[Saved data entries]
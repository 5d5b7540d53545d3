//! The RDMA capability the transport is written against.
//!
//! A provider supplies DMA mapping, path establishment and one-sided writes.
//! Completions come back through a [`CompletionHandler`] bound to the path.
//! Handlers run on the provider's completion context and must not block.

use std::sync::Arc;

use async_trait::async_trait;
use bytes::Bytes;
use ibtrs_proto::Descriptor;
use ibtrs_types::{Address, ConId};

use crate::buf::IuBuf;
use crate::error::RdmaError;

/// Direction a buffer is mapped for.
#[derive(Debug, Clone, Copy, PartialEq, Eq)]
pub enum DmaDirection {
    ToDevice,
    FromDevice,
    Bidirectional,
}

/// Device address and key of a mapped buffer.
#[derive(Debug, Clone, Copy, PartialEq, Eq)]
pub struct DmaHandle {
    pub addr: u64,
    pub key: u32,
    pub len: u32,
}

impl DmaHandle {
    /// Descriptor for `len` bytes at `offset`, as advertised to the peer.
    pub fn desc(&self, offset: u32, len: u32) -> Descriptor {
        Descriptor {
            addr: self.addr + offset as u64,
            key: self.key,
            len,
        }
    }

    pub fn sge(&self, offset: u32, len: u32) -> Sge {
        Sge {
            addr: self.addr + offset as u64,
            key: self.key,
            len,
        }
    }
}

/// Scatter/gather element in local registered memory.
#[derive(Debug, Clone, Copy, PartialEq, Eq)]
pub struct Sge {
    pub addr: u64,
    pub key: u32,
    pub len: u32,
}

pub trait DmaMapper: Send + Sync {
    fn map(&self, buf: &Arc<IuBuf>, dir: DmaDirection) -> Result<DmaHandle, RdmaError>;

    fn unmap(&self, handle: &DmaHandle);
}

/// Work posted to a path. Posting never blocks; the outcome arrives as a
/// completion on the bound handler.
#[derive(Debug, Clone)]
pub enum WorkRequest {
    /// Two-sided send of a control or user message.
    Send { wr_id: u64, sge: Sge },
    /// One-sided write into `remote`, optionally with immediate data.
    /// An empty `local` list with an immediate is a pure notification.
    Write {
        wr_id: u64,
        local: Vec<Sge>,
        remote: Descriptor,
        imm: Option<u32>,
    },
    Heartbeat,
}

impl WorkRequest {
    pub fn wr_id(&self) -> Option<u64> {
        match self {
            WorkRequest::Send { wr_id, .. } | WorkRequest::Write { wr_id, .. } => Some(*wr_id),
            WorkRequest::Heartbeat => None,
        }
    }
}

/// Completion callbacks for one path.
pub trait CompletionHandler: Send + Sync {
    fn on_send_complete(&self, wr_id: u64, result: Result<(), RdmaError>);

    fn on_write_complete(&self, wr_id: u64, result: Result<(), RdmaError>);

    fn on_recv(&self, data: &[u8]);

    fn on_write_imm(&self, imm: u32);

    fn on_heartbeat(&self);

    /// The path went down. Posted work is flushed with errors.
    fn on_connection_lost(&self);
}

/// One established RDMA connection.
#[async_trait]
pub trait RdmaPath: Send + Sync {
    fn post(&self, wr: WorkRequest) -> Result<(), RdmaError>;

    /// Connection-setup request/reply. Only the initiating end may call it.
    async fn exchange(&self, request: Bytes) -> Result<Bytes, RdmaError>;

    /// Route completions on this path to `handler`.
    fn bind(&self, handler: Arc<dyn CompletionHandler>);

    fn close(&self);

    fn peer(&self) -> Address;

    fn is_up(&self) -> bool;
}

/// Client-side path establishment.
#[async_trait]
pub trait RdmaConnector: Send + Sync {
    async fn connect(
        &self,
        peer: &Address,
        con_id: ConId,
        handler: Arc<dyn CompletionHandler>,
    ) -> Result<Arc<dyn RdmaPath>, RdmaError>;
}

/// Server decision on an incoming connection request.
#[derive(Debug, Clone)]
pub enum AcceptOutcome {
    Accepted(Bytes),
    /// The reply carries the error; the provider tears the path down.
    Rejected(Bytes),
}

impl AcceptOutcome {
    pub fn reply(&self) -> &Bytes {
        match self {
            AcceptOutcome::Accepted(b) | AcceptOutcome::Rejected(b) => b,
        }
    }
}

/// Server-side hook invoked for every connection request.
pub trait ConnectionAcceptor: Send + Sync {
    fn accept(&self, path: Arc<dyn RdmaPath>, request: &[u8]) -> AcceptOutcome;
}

**EXERCISE DESCRIPTION:** Every line of the data should be copied exactly.

**SOLUTION FOR THIS PROBLEM:**
repository 5d5b7540d53545d3
//! The RDMA capability the transport is written against.
//!
//! A provider supplies DMA mapping, path establishment and one-sided writes.
//! Completions come back through a [`CompletionHandler`] bound to the path.
//! Handlers run on the provider's completion context and must not block.

use std::sync::Arc;

use async_trait::async_trait;
use bytes::Bytes;
use ibtrs_proto::Descriptor;
use ibtrs_types::{Address, ConId};

use crate::buf::IuBuf;
use crate::error::RdmaError;

/// Direction a buffer is mapped for.
#[derive(Debug, Clone, Copy, PartialEq, Eq)]
pub enum DmaDirection {
    ToDevice,
    FromDevice,
    Bidirectional,
}

/// Device address and key of a mapped buffer.
#[derive(Debug, Clone, Copy, PartialEq, Eq)]
pub struct DmaHandle {
    pub addr: u64,
    pub key: u32,
    pub len: u32,
}

impl DmaHandle {
    /// Descriptor for `len` bytes at `offset`, as advertised to the peer.
    pub fn desc(&self, offset: u32, len: u32) -> Descriptor {
        Descriptor {
            addr: self.addr + offset as u64,
            key: self.key,
            len,
        }
    }

    pub fn sge(&self, offset: u32, len: u32) -> Sge {
        Sge {
            addr: self.addr + offset as u64,
            key: self.key,
            len,
        }
    }
}

/// Scatter/gather element in local registered memory.
#[derive(Debug, Clone, Copy, PartialEq, Eq)]
pub struct Sge {
    pub addr: u64,
    pub key: u32,
    pub len: u32,
}

pub trait DmaMapper: Send + Sync {
    fn map(&self, buf: &Arc<IuBuf>, dir: DmaDirection) -> Result<DmaHandle, RdmaError>;

    fn unmap(&self, handle: &DmaHandle);
}

/// Work posted to a path. Posting never blocks; the outcome arrives as a
/// completion on the bound handler.
#[derive(Debug, Clone)]
pub enum WorkRequest {
    /// Two-sided send of a control or user message.
    Send { wr_id: u64, sge: Sge },
    /// One-sided write into `remote`, optionally with immediate data.
    /// An empty `local` list with an immediate is a pure notification.
    Write {
        wr_id: u64,
        local: Vec<Sge>,
        remote: Descriptor,
        imm: Option<u32>,
    },
    Heartbeat,
}

impl WorkRequest {
    pub fn wr_id(&self) -> Option<u64> {
        match self {
            WorkRequest::Send { wr_id, .. } | WorkRequest::Write { wr_id, .. } => Some(*wr_id),
            WorkRequest::Heartbeat => None,
        }
    }
}

/// Completion callbacks for one path.
pub trait CompletionHandler: Send + Sync {
    fn on_send_complete(&self, wr_id: u64, result: Result<(), RdmaError>);

    fn on_write_complete(&self, wr_id: u64, result: Result<(), RdmaError>);

    fn on_recv(&self, data: &[u8]);

    fn on_write_imm(&self, imm: u32);

    fn on_heartbeat(&self);

    /// The path went down. Posted work is flushed with errors.
    fn on_connection_lost(&self);
}

/// One established RDMA connection.
#[async_trait]
pub trait RdmaPath: Send + Sync {
    fn post(&self, wr: WorkRequest) -> Result<(), RdmaError>;

    /// Connection-setup request/reply. Only the initiating end may call it.
    async fn exchange(&self, request: Bytes) -> Result<Bytes, RdmaError>;

    /// Route completions on this path to `handler`.
    fn bind(&self, handler: Arc<dyn CompletionHandler>);

    fn close(&self);

    fn peer(&self) -> Address;

    fn is_up(&self) -> bool;
}

/// Client-side path establishment.
#[async_trait]
pub trait RdmaConnector: Send + Sync {
    async fn connect(
        &self,
        peer: &Address,
        con_id: ConId,
        handler: Arc<dyn CompletionHandler>,
    ) -> Result<Arc<dyn RdmaPath>, RdmaError>;
}

/// Server decision on an incoming connection request.
#[derive(Debug, Clone)]
pub enum AcceptOutcome {
    Accepted(Bytes),
    /// The reply carries the error; the provider tears the path down.
    Rejected(Bytes),
}

impl AcceptOutcome {
    pub fn reply(&self) -> &Bytes {
        match self {
            AcceptOutcome::Accepted(b) | AcceptOutcome::Rejected(b) => b,
        }
    }
}

/// Server-side hook invoked for every connection request.
pub trait ConnectionAcceptor: Send + Sync {
    fn accept(&self, path: Arc<dyn RdmaPath>, request: &[u8]) -> AcceptOutcome;
}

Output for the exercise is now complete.